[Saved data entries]
◇ ◇ ◇ ◇

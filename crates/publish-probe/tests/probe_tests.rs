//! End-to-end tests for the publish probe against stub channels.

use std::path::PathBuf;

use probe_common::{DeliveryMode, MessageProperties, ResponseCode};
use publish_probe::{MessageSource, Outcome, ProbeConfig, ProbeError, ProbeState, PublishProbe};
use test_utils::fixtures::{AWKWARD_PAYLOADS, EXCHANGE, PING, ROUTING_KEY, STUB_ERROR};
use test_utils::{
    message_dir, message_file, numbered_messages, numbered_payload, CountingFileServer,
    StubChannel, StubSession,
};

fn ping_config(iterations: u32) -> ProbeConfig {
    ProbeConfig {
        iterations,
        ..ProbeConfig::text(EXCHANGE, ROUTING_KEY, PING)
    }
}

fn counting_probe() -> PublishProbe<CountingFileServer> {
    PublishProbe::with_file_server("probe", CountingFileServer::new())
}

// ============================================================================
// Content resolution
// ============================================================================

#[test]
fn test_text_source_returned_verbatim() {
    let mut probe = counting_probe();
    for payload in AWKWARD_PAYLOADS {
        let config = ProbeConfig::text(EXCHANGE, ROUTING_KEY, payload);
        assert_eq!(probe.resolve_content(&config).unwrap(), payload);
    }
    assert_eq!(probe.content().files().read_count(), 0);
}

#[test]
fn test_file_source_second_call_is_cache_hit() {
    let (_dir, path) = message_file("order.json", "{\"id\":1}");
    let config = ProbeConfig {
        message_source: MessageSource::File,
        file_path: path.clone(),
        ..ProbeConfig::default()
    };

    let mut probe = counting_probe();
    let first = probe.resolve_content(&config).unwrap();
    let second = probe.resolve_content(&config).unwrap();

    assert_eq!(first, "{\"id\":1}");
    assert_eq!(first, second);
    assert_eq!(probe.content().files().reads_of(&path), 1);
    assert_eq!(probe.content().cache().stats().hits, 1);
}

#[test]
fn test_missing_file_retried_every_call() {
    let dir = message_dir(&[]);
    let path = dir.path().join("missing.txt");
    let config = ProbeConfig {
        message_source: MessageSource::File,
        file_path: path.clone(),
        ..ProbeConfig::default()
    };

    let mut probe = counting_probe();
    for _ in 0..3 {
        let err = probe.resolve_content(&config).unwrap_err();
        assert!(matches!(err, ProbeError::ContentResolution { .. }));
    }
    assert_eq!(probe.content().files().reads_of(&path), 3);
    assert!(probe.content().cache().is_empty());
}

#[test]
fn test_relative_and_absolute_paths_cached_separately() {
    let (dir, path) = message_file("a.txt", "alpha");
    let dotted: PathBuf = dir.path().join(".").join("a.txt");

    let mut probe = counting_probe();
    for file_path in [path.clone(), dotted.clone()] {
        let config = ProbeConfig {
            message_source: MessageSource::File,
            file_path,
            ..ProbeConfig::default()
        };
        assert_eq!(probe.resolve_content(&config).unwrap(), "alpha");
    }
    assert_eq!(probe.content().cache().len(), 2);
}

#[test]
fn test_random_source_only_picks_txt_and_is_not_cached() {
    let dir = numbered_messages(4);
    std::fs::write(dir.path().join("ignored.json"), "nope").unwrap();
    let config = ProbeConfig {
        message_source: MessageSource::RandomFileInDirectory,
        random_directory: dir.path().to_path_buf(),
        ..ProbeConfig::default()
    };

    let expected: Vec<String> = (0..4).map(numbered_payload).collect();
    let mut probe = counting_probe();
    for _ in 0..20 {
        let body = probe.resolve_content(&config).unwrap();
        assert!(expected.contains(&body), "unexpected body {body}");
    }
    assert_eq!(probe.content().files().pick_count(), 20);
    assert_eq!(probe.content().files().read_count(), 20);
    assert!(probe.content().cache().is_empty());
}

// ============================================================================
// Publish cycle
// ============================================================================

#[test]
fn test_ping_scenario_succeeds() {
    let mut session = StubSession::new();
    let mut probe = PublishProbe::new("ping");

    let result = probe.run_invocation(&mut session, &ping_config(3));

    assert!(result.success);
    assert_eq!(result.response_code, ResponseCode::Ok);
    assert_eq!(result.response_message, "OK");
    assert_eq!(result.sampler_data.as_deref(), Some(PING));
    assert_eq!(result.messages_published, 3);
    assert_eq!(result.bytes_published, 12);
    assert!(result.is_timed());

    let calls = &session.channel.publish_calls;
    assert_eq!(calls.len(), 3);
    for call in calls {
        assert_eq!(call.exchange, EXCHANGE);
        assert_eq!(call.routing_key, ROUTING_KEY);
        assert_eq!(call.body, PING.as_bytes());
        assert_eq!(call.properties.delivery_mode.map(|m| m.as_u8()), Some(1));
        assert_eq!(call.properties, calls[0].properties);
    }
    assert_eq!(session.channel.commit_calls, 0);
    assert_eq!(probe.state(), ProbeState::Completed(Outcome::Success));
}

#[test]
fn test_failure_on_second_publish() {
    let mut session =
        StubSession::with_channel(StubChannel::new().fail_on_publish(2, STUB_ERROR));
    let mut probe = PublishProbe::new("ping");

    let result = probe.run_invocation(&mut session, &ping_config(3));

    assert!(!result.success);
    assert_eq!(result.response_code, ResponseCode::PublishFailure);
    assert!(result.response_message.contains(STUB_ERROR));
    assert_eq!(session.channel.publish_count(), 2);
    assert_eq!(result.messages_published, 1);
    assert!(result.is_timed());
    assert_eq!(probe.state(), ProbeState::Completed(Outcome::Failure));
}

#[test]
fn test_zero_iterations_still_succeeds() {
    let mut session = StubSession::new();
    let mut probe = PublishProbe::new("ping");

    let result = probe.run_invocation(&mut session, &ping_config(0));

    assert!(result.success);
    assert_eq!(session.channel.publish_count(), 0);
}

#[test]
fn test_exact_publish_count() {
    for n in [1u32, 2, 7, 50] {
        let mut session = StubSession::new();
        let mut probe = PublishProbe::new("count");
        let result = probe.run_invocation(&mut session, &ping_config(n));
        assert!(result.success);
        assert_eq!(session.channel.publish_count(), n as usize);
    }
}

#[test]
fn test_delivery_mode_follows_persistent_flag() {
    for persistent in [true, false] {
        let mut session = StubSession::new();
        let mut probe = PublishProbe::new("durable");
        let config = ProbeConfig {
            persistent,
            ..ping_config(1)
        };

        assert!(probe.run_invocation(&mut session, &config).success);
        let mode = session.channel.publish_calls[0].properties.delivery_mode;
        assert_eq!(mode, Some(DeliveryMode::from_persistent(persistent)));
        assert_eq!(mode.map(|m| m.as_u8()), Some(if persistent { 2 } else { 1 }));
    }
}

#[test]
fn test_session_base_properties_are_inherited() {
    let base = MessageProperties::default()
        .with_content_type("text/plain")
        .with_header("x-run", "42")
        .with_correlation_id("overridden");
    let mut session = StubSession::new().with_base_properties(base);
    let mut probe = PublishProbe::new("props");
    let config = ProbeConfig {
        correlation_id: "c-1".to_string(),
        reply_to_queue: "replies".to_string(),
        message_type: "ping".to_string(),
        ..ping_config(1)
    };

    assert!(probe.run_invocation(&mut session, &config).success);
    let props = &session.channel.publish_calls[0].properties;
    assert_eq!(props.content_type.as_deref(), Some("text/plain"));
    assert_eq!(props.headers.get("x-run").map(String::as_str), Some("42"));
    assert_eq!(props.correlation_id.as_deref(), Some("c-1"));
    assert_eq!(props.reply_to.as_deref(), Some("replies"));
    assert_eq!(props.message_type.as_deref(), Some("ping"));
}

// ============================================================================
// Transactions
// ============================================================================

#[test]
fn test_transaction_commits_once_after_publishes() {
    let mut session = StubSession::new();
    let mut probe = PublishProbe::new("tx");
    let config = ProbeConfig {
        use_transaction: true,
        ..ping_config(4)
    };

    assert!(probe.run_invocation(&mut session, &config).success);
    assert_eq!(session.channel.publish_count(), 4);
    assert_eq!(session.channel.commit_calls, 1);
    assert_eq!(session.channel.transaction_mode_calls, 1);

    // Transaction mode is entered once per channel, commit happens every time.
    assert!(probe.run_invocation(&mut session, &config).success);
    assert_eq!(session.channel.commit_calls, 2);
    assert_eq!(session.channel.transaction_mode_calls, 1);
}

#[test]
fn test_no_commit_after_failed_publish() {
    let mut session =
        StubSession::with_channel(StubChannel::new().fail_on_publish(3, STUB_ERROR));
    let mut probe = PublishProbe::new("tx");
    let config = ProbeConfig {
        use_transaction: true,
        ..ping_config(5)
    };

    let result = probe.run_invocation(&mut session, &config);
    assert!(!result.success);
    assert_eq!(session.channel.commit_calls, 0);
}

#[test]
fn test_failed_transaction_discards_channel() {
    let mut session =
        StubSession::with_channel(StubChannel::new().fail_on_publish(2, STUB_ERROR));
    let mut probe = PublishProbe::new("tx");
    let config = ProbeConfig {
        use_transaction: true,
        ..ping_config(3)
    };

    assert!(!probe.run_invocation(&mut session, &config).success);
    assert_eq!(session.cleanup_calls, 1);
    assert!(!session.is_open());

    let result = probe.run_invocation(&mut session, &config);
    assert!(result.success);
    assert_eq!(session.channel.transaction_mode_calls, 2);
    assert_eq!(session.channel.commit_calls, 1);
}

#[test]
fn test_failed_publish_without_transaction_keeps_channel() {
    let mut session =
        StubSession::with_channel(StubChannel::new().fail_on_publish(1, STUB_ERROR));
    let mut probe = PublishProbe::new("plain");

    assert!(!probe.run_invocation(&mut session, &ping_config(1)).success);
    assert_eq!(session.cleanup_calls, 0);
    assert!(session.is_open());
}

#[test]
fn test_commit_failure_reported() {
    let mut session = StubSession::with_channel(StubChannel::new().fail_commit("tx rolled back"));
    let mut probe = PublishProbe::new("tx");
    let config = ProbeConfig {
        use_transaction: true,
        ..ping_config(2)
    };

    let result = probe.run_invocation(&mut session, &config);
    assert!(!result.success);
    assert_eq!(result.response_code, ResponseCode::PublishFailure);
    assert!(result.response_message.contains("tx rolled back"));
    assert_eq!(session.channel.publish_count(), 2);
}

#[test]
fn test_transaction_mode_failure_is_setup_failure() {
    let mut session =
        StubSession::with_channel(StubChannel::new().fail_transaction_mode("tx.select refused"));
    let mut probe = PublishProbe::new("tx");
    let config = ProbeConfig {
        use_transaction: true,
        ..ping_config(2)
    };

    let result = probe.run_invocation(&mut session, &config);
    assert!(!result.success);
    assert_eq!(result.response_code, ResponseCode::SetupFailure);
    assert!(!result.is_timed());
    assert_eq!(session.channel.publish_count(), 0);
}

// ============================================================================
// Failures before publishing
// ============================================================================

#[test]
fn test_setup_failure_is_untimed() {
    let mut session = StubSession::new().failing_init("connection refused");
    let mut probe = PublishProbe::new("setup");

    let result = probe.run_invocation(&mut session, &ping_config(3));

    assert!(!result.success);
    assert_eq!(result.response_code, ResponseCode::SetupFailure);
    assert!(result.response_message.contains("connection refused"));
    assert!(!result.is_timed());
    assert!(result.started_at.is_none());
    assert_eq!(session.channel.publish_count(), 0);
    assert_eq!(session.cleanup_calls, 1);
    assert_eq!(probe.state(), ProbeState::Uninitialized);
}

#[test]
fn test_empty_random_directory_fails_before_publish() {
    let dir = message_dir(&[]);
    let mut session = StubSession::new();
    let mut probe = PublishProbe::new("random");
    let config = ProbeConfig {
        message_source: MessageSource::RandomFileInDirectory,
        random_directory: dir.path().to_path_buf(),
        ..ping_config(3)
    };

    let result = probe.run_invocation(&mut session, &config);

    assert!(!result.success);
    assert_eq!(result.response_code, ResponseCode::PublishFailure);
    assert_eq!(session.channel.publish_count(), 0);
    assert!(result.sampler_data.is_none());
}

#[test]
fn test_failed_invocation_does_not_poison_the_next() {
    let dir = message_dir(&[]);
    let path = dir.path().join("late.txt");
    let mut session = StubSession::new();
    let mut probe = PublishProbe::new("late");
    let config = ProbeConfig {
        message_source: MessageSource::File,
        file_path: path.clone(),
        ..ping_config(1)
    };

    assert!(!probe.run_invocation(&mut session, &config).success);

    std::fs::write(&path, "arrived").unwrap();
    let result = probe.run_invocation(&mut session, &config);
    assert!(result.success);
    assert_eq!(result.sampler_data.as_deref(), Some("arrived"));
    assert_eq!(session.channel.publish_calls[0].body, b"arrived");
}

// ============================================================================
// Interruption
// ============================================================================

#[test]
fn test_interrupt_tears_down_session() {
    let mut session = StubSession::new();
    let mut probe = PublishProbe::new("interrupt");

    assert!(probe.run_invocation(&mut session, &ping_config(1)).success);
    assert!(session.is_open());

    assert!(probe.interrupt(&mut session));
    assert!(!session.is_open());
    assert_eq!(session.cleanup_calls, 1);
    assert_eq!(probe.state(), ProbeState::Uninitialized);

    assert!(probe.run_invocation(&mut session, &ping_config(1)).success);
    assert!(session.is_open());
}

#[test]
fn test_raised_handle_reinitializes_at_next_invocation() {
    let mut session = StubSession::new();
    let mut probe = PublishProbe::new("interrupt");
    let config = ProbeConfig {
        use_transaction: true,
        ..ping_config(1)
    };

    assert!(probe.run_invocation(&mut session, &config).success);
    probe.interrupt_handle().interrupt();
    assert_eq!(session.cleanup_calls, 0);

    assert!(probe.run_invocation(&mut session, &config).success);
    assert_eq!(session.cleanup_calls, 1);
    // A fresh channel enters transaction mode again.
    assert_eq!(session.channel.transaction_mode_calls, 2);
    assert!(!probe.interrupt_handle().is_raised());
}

◇ ◇ ◇ ◇

Return all lines from the entries that contain the string "EXCHANGE".

use test_utils::fixtures::{AWKWARD_PAYLOADS, EXCHANGE, PING, ROUTING_KEY, STUB_ERROR};
        ..ProbeConfig::text(EXCHANGE, ROUTING_KEY, PING)
        let config = ProbeConfig::text(EXCHANGE, ROUTING_KEY, payload);
        assert_eq!(call.exchange, EXCHANGE);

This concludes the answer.